It's further doubtful that voluntary attendance at a rally makes one a "captive audience", even if you weren't there to hear the particular viewpoint being expressed. Choosing to attend a poltiical rally of one stripe opens one to political speech from the opposition. I think the key is that the Court chose not to address that in Pollak ("[We choose not to decide whether] the First Amendment guarantees a freedom to listen only to such points of view as the listener wishes to hear." Futher, in Pollak the key to the majority's opinion was that riding the subway was a necessity for some users - they had no other option. In contrast, a variety of public venues that users choose to visit are not "captive audiences", even dorms and dining halls.

"The captive-audience doctrine never has been applied to listeners in public places of recreation and entertainment, places to which people voluntarily go for the particular purpose of engaging in expressive activity" (cite)

The real killer to your logic are anti-abortion protets outside clinics. Despite the fact that the listener just wants to go to the clinic and doesn't want to hear the speech, the protesters are still free to yell all they want. It took a controversial Supreme Court case to even get reasonable regulation of where they could stand (but not what they could say).

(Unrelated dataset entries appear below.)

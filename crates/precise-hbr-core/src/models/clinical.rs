//! Raw clinical record shapes consumed by the scoring pipeline.
//!
//! These mirror the subset of FHIR the pipeline reads. Every field is
//! optional: malformed records must degrade to "no match" / "value absent",
//! never to a parse failure that aborts scoring.

use serde::{Deserialize, Serialize};

/// A single coding entry (system + code + display).
#[derive(Debug, Clone, Default, Serialize, Deserialize, PartialEq)]
pub struct Coding {
    #[serde(default)]
    pub system: Option<String>,
    #[serde(default)]
    pub code: Option<String>,
    #[serde(default)]
    pub display: Option<String>,
}

/// A codeable concept: coded identifiers plus free text.
#[derive(Debug, Clone, Default, Serialize, Deserialize, PartialEq)]
pub struct CodeableConcept {
    #[serde(default)]
    pub coding: Vec<Coding>,
    #[serde(default)]
    pub text: Option<String>,
}

impl CodeableConcept {
    /// All human-readable text in this concept (text field + coding displays),
    /// joined for keyword matching.
    pub fn full_text(&self) -> String {
        let mut parts: Vec<&str> = Vec::new();
        if let Some(text) = self.text.as_deref() {
            parts.push(text);
        }
        for coding in &self.coding {
            if let Some(display) = coding.display.as_deref() {
                parts.push(display);
            }
        }
        parts.join(" ")
    }

    /// Text blob for medication keyword matching: free text plus every
    /// coding's display and code.
    pub fn match_blob(&self) -> String {
        let mut parts: Vec<&str> = Vec::new();
        if let Some(text) = self.text.as_deref() {
            parts.push(text);
        }
        for coding in &self.coding {
            if let Some(display) = coding.display.as_deref() {
                parts.push(display);
            }
            if let Some(code) = coding.code.as_deref() {
                parts.push(code);
            }
        }
        parts.join(" ").to_lowercase()
    }

    /// Whether any coding matches the given system and code exactly.
    pub fn has_code(&self, system: &str, code: &str) -> bool {
        self.coding.iter().any(|c| {
            c.system.as_deref() == Some(system) && c.code.as_deref() == Some(code)
        })
    }
}

/// A numeric quantity with its source unit, as written by the source system.
#[derive(Debug, Clone, Default, Serialize, Deserialize, PartialEq)]
pub struct Quantity {
    #[serde(default)]
    pub value: Option<f64>,
    #[serde(default)]
    pub unit: Option<String>,
}

/// A laboratory observation.
#[derive(Debug, Clone, Default, Serialize, Deserialize, PartialEq)]
#[serde(rename_all = "camelCase")]
pub struct Observation {
    #[serde(default)]
    pub code: Option<CodeableConcept>,
    #[serde(default)]
    pub value_quantity: Option<Quantity>,
    #[serde(default)]
    pub effective_date_time: Option<String>,
}

impl Observation {
    /// The observation's effective date, or `"N/A"` when absent.
    pub fn effective_date(&self) -> &str {
        self.effective_date_time.as_deref().unwrap_or("N/A")
    }
}

/// Clinical status of a condition. Source systems emit either a codeable
/// concept or a bare string.
#[derive(Debug, Clone, Serialize, Deserialize, PartialEq)]
#[serde(untagged)]
pub enum ClinicalStatus {
    Concept(CodeableConcept),
    Text(String),
}

/// System URL carrying condition clinical-status codes.
pub const CONDITION_CLINICAL_SYSTEM: &str =
    "http://terminology.hl7.org/CodeSystem/condition-clinical";

/// A diagnosis / problem-list entry.
#[derive(Debug, Clone, Default, Serialize, Deserialize, PartialEq)]
#[serde(rename_all = "camelCase")]
pub struct Condition {
    #[serde(default)]
    pub code: Option<CodeableConcept>,
    #[serde(default)]
    pub clinical_status: Option<ClinicalStatus>,
}

impl Condition {
    /// All matchable text for this condition (code text + coding displays).
    pub fn full_text(&self) -> String {
        self.code.as_ref().map(CodeableConcept::full_text).unwrap_or_default()
    }

    /// Whether any coding matches the given system and code exactly.
    pub fn has_code(&self, system: &str, code: &str) -> bool {
        self.code.as_ref().is_some_and(|c| c.has_code(system, code))
    }

    /// Clinical-status code, defaulting to `active` when unspecified.
    /// The default is deliberately conservative and can over-count.
    pub fn clinical_status_code(&self) -> String {
        match &self.clinical_status {
            Some(ClinicalStatus::Text(text)) => text.to_lowercase(),
            Some(ClinicalStatus::Concept(concept)) => concept
                .coding
                .iter()
                .find(|c| c.system.as_deref() == Some(CONDITION_CLINICAL_SYSTEM))
                .and_then(|c| c.code.clone())
                .unwrap_or_else(|| "active".to_string()),
            None => "active".to_string(),
        }
    }

    /// Whether this condition counts as clinically active.
    pub fn is_active(&self) -> bool {
        matches!(
            self.clinical_status_code().as_str(),
            "active" | "recurrence" | "relapse"
        )
    }

    /// First ICD-10 / ICD-10-CM coding, as `(code, display)`. The display
    /// falls back to the condition text when the coding carries none.
    pub fn icd10_code(&self) -> Option<(String, Option<String>)> {
        let concept = self.code.as_ref()?;
        for coding in &concept.coding {
            let system = coding.system.as_deref().unwrap_or_default();
            if system.to_lowercase().contains("icd-10") {
                if let Some(code) = coding.code.clone() {
                    let display = coding.display.clone().or_else(|| concept.text.clone());
                    return Some((code, display));
                }
            }
        }
        None
    }
}

/// Systems carrying Taiwan NHI medication codes.
const NHI_SYSTEM_MARKERS: [&str; 2] = ["medication-nhi-tw", "nhi.gov.tw"];

/// A medication order.
#[derive(Debug, Clone, Default, Serialize, Deserialize, PartialEq)]
#[serde(rename_all = "camelCase")]
pub struct MedicationRequest {
    #[serde(default)]
    pub medication_codeable_concept: Option<CodeableConcept>,
    #[serde(default)]
    pub status: Option<String>,
}

impl MedicationRequest {
    /// Taiwan NHI medication code, if present. Recognizes the TW-Core NHI
    /// code system, plus bare 12-character alphanumeric codes emitted by
    /// systems that omit the system URL.
    pub fn nhi_code(&self) -> Option<&str> {
        let concept = self.medication_codeable_concept.as_ref()?;
        for coding in &concept.coding {
            let Some(code) = coding.code.as_deref() else {
                continue;
            };
            let system = coding.system.as_deref().unwrap_or_default();
            if NHI_SYSTEM_MARKERS.iter().any(|m| system.contains(m)) {
                return Some(code);
            }
            if code.len() == 12 && code.chars().all(|ch| ch.is_ascii_alphanumeric()) {
                return Some(code);
            }
        }
        None
    }

    /// Lowercased text blob for keyword matching.
    pub fn match_blob(&self) -> String {
        self.medication_codeable_concept
            .as_ref()
            .map(CodeableConcept::match_blob)
            .unwrap_or_default()
    }

    /// Whether the order is in an active-family status.
    pub fn is_active(&self) -> bool {
        matches!(
            self.status.as_deref().map(str::to_lowercase).as_deref(),
            Some("active") | Some("on-hold") | Some("completed")
        )
    }
}

/// Patient gender as required by the eGFR equation.
#[derive(Debug, Clone, Copy, Serialize, Deserialize, PartialEq, Eq)]
#[serde(rename_all = "lowercase")]
pub enum Gender {
    Male,
    Female,
}

/// Patient demographics, produced by an external demographics extractor.
#[derive(Debug, Clone, Default, Serialize, Deserialize, PartialEq)]
#[serde(rename_all = "camelCase")]
pub struct Demographics {
    #[serde(default)]
    pub name: Option<String>,
    #[serde(default)]
    pub gender: Option<Gender>,
    #[serde(default)]
    pub age: Option<f64>,
    #[serde(default)]
    pub birth_date: Option<String>,
}

/// The raw clinical data bundle the pipeline scores. Each lab bucket holds
/// at most the single most-recent observation for that analyte.
#[derive(Debug, Clone, Default, Serialize, Deserialize, PartialEq)]
pub struct ClinicalBundle {
    #[serde(rename = "HEMOGLOBIN", default)]
    pub hemoglobin: Vec<Observation>,
    #[serde(rename = "CREATININE", default)]
    pub creatinine: Vec<Observation>,
    #[serde(rename = "EGFR", default)]
    pub egfr: Vec<Observation>,
    #[serde(rename = "WBC", default)]
    pub wbc: Vec<Observation>,
    #[serde(rename = "PLATELETS", default)]
    pub platelets: Vec<Observation>,
    #[serde(default)]
    pub conditions: Vec<Condition>,
    #[serde(default)]
    pub med_requests: Vec<MedicationRequest>,
}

The only real restriction is that you can't force listeners to hear your message when they are inside their homes. So, it seems that Marcavage is not exempted from the 1st Amendment, no matter how much we may agree or disagree with his soeech.
posted by thedevildancedlightly at 1:27 AM on April 29, 2005


The real key is: "The captive-audience doctrine never has been applied to listeners in public places ... to which people voluntarily go for the particular purpose of engaging in expressive activity." A rally is clearly expressive activity. First Amendment applies. Sorry.
posted by thedevildancedlightly at 1:33 AM on April 29, 2005


These words obviously do not just vanish into the ether - as intended

I don't think the people making the statements necessarily intend for them to "vanish into the ether"; they want them to sink it and brainwash people into this shit.
posted by Doohickie at 4:13 AM on April 29, 2005


Isn't there a difference between advocating government censorship (in violation of the constitution) and advocating a cultural shift toward condemnation of people like Coulter and Falwell? I would feel perfectly comfortable supporting an organization that attempts to get those people out of the airwaves via publicity and economic pressure. I just don't hold with the Government restricting hate speech, for various reasons, including that such restrictions can just as easily come back to bite you in the ass, for example they can be used to prosecute 'anti-Christian' rhetoric.

And on another note, isn't it possible that the incidences of reported hate crimes has increased because gays and lesbians feel more comfortable and confident with the police, that they are more likely to take the accusations seriously, than perhaps years ago? That perhaps the crimes have not actually increased but just the openness and lack of shame about being the victim of a hate crime? Just an idea, I am not a social scientist.
posted by miss tea at 4:24 AM on April 29, 2005


well hot damn.

so much for the captive audience theory.

I maintain the rest of my comment, though.

I'm gonna go cry, now.
posted by shmegegge at 4:31 AM on April 29, 2005


miss tea:

Comfort with the police doesn't rise that much over such a short period of time, I don't think. when you say "that they are more likely to take the accusations seriously, than perhaps years ago?" in this instance would mean 2 years ago. That's an extremely short time for an entire organization to not only change their opinion of a difficult issue, but to then give a convincing appearance through their actions of having done so. Then on top of that the community at large needs time to notice and then change their entrenched feelings of distrust. I just don't see it.
posted by shmegegge at 4:36 AM on April 29, 2005


shmegegge: point well taken. However, I am talking less about the police as an organization changing their attitudes toward gay people, and more about the gay people feeling more comfortable with the police because of legal advances. However, it's just an idea, I don't have any evidence to back it up.
posted by miss tea at 6:05 AM on April 29, 2005


Maybe it's time to revive the Lavender Panthers. If the government won't protect gay people, they have a right to protect themselves, and it'd get people to start taking this shit seriously.
posted by jonmc at 6:35 AM on April 29, 2005


miss tea writes "Isn't there a difference between advocating government censorship (in violation of the constitution) and advocating a cultural shift toward condemnation of people like Coulter and Falwell? I would feel perfectly comfortable supporting an organization that attempts to get those people out of the airwaves via publicity and economic pressure."

Fully agreed.

"I just don't hold with the Government restricting hate speech, for various reasons, including that such restrictions can just as easily come back to bite you in the ass, for example they can be used to prosecute 'anti-Christian' rhetoric."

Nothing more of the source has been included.